The first one is depowdering by hand. An operator (or more than one) needs to delicately remove the excess material with brushes of different sizes. We offer a set of depowdering tools, including brushes, scrapers, and everything else required for completing this phase. However, depowdering by hand is a process that requires several people to hold the object in the air, rotate it, and clean it.
The second choice is using our Depowdering Station. By using this add-on, the depowdering process can be done by only one person and the powders can be contained in a protected environment. It also facilitates the removal phase, as it uses compressed air. After most of the Limestone powder is removed, the parts can be placed in water for at least 24 hours to remove the superficial dust left on the object. We advise leaving it in water for longer to achieve a better surface finish. After that, the object can be infiltrated by common methods seen in the stone and concrete industry, for example, waterglass.
At CONCR3DE, we not only develop binder jetting 3D printers, but keep a keen eye on the integral production process. That is why we created our Depowdering Station. It was designed by our engineer Arine Burema to facilitate the depowdering process. It has a clever design, that allows a single operator to complete the depowdering process as it has an air compressor and a vacuum that make the process much easier. After a print is completed and most of the powder has been scraped off in the printing box, the objects can be transferred to the Depowdering Station. The parts are placed on top of a rotating plate, which proves to be particularly useful for heavier objects. There are two holes for inserting your hands and isolating the loose powders that would inevitably be dispersed in the air.
In Arine’s words: “Inside the Station, you can use the brush but mostly you will be using the compressed air”. The air compressor is placed on the bottom of the station, in a dedicated closet. Compressed air facilitates the depowdering process as it can easily remove the powder that is stuck in small details or places where a brush would not fit. The user can spin the rotating plate, and in the meantime clean with the compressed air where it is needed. Next to the plate, in a corner, a vacuum connection is provided. By turning on the vacuum, any loose powders in the Station's chamber can be easily removed for a better view of the part that is being depowdered. The vacuum also serves the purpose of keeping the environment clean from powders that might potentially be harmful to breathe.
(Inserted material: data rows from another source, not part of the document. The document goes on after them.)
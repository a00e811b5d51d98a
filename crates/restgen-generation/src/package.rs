//! Output packages: a directory of generated files sharing one header

use std::fmt;

use crate::generator::Generator;

/// Stem of the documentation file every documented package carries
pub const DOC_FILE_STEM: &str = "doc";

/// Role of a package within the generated tree
#[derive(Debug, Clone, Copy, PartialEq, Eq, Hash, PartialOrd, Ord)]
pub enum PackageKind {
    /// Shared controller options, interface and response helpers
    ControllerMeta,
    /// Service options, struct and the interface over all types
    ServiceInterface,
    /// Authentication middleware
    Middleware,
    /// Handlers and routes for one type
    TypeController,
    /// Service methods for one type
    TypeService,
    /// Server bootstrap registering every type's routes
    Server,
}

impl fmt::Display for PackageKind {
    fn fmt(&self, f: &mut fmt::Formatter<'_>) -> fmt::Result {
        let s = match self {
            PackageKind::ControllerMeta => "controller-meta",
            PackageKind::ServiceInterface => "service-interface",
            PackageKind::Middleware => "middleware",
            PackageKind::TypeController => "type-controller",
            PackageKind::TypeService => "type-service",
            PackageKind::Server => "server",
        };
        f.write_str(s)
    }
}

/// A named, path-addressed bundle of generators
///
/// Built once per planning run and never mutated afterwards.
#[derive(Debug, Clone)]
pub struct Package {
    /// Package clause name
    pub name: String,
    /// Import path
    pub path: String,
    /// Header prepended to every file
    pub header: Vec<u8>,
    /// Package documentation, emitted as its own `doc` file when present
    pub documentation: Option<String>,
    /// Role in the generated tree
    pub kind: PackageKind,
    /// Generators in emission order
    pub generators: Vec<Generator>,
}

impl Package {
    /// Create a package without documentation or generators
    pub fn new(
        kind: PackageKind,
        name: impl Into<String>,
        path: impl Into<String>,
        header: &[u8],
    ) -> Self {
        Self {
            name: name.into(),
            path: path.into(),
            header: header.to_vec(),
            documentation: None,
            kind,
            generators: Vec::new(),
        }
    }

    /// Set the documentation string
    pub fn with_documentation(mut self, documentation: impl Into<String>) -> Self {
        self.documentation = Some(documentation.into());
        self
    }

    /// Append a generator
    pub fn with_generator(mut self, generator: Generator) -> Self {
        self.generators.push(generator);
        self
    }

    /// Every file stem this package writes, the doc file first
    pub fn output_stems(&self) -> Vec<&str> {
        self.documentation
            .as_ref()
            .map(|_| DOC_FILE_STEM)
            .into_iter()
            .chain(self.generators.iter().map(Generator::file_stem))
            .collect()
    }
}

#[cfg(test)]
mod tests {
    use super::*;

    #[test]
    fn test_output_stems_include_doc() {
        let package = Package::new(PackageKind::Middleware, "middleware", "a/server/middleware", b"")
            .with_documentation("// Package middleware.\n")
            .with_generator(Generator::meta("a/server/middleware", "auth"));
        assert_eq!(package.output_stems(), vec!["doc", "auth"]);
    }

    #[test]
    fn test_undocumented_package_has_no_doc_file() {
        let package = Package::new(PackageKind::TypeService, "service", "a/server/service", b"")
            .with_generator(Generator::meta("a/server/service", "secret"));
        assert_eq!(package.output_stems(), vec!["secret"]);
    }
}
Arine has designed the Depowering Station to improve the efficiency of our printers in a manufacturing setting. She says: “In a production line, removing the powder inside the printer is not ideal. This is why you would want to take out the batch as soon as the print is finished and place it in the Depowdering Box”. As mentioned before, this iteration would save time, make the job easier, and be more efficient on the production line.
Depowdering is a fundamental step in the post-processing treatment of objects produced with binder jetting. It makes printed parts easier to handle and enhances their mechanical characteristics. The skills and number of people required to depowder varies based on the equipment at disposal. The minimum requirement is a set of depowdering tools that we offer to our clients. With a Depowdering Station, a single operator can complete this process. Without it, it could take up to 3 people. If the parts also have a considerable weight, the process without a Depowdering Station, which includes a rotating plate for movement, becomes physically strenuous. For what concerns the skills needed, basically anybody can do it. It is important to treat the objects with care and handle them properly, as they might still need to undergo other post-processing treatments to improve their mechanical properties. A pair of gloves and protective glasses are always mandatory when depowdering, while other safety measures might be advised depending on the material characteristics.